Ник снова поднял голову и невольно посмотрел в сторону барной стойки, словно прикидывая, есть ли у него желание и время прогуляться туда ради Ириного удовольствия. А затем перевел полный удивления взгляд на сабу:
— Понятия не имел, что у тебя алкогольная зависимость.
— Не смешно. Ник, мне просто сегодня надо, пожалуйста. Со всеми бывает. Это серьезно.
На лице Ника обозначилась ухмылка, которая в долю секунды превратилась в саркастичную мину:
— Серьезно? Залиться алкоголем — вопрос жизни и смерти?
Ира залилась краской от приступа ярости. Этот дом всегда бесил ее. Даже когда трахал. А сейчас — особенно.
— Ладно, забудь. Иди ты в жопу, Ник, — процедила она и резко повернулась, чтобы гордо удалиться.
— А ну-ка, стоять, — рявкнул он так быстро, что она даже не успела завершить поворот на пятках. — Стоять, саба. Иди-ка сюда немедленно. На колени.
Ира замерла на месте, тяжело дыша. Черт, черт. Она этого не ждала. Она не могла заставить себя повернуться.
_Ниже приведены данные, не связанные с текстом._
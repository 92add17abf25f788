//! Health check handlers
//!
//! Endpoints for liveness and readiness probes.

use axum::{extract::State, http::StatusCode, Json};
use audit_service::{HealthResponse, ReadinessResponse};

use crate::state::AppState;

/// Basic health check (liveness probe)
///
/// GET /health
pub async fn health_check() -> Json<HealthResponse> {
    Json(HealthResponse::healthy())
}

/// Readiness check with database connectivity
///
/// GET /health/ready
pub async fn readiness_check(State(state): State<AppState>) -> (StatusCode, Json<ReadinessResponse>) {
    let db_healthy = database_reachable(&state).await;

    let status = if db_healthy {
        StatusCode::OK
    } else {
        StatusCode::SERVICE_UNAVAILABLE
    };

    (status, Json(ReadinessResponse::ready(db_healthy)))
}

async fn database_reachable(state: &AppState) -> bool {
    state.service_context().pool().acquire().await.is_ok()
}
Злость переполняла ее до краев. О том, чтобы встать на колени, даже речи идти не могло. Но, кажется, она только что сделала ошибку, переоценив терпение Ника.
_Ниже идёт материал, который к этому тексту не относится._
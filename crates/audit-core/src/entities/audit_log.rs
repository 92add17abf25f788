//! Audit log entity - records that a user performed an action

use chrono::{DateTime, Utc};
use serde_json::Value as JsonValue;

use crate::error::DomainError;
use crate::value_objects::Snowflake;

/// Unvalidated insert shape for an audit entry
///
/// Every field may be absent, mirroring a document handed to the persistence
/// layer before validation. [`AuditLog::create`] turns it into a record.
#[derive(Debug, Clone, Default, PartialEq)]
pub struct NewAuditLog {
    pub user_id: Option<Snowflake>,
    pub action: Option<String>,
    pub details: Option<JsonValue>,
}

impl NewAuditLog {
    /// Shorthand for the common case where both required fields are known
    pub fn new(user_id: Snowflake, action: impl Into<String>) -> Self {
        Self {
            user_id: Some(user_id),
            action: Some(action.into()),
            details: None,
        }
    }

    #[must_use]
    pub fn with_details(mut self, details: JsonValue) -> Self {
        self.details = Some(details);
        self
    }

    /// Check the required fields. `details` is never inspected.
    pub fn validate(&self) -> Result<(), DomainError> {
        match self.user_id {
            Some(id) if !id.is_zero() => {}
            _ => return Err(DomainError::MissingField("user_id")),
        }

        match self.action.as_deref() {
            None => Err(DomainError::MissingField("action")),
            Some("") => Err(DomainError::EmptyAction),
            Some(_) => Ok(()),
        }
    }
}

/// Audit log entry
///
/// Immutable once created: the trail exposes no update or delete, so
/// `updated_at` equals `created_at` for every stored record.
#[derive(Debug, Clone, PartialEq)]
pub struct AuditLog {
    pub id: Snowflake,
    pub user_id: Snowflake,
    pub action: String,
    pub details: Option<JsonValue>,
    pub created_at: DateTime<Utc>,
    pub updated_at: DateTime<Utc>,
}

impl AuditLog {
    /// Validate `new` and build the record with both timestamps set to now
    pub fn create(id: Snowflake, new: NewAuditLog) -> Result<Self, DomainError> {
        new.validate()?;

        let NewAuditLog {
            user_id,
            action,
            details,
        } = new;
        let (Some(user_id), Some(action)) = (user_id, action) else {
            return Err(DomainError::InternalError(
                "validated audit log lost a required field".to_string(),
            ));
        };

        let now = Utc::now();
        Ok(Self {
            id,
            user_id,
            action,
            details: details.filter(|v| !v.is_null()),
            created_at: now,
            updated_at: now,
        })
    }
}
Зачем она это сделала? Зачем?
Тимофей.
Одна из худших недель в его жизни заканчивалась ожидаемым ушатом дерьма. Женщина, с которой у него был лучший секс за всю эту жизнь и шесть предыдущих, исчезла и не отвечала на звонки. А потом он встретил Лори у отделения полиции. Этой встречей он был обязан случайному стечению обстоятельств: ехал мимо, решил заглянуть по просьбе следователя, чтобы подписать одну потерявшуюся на допросе бумажку.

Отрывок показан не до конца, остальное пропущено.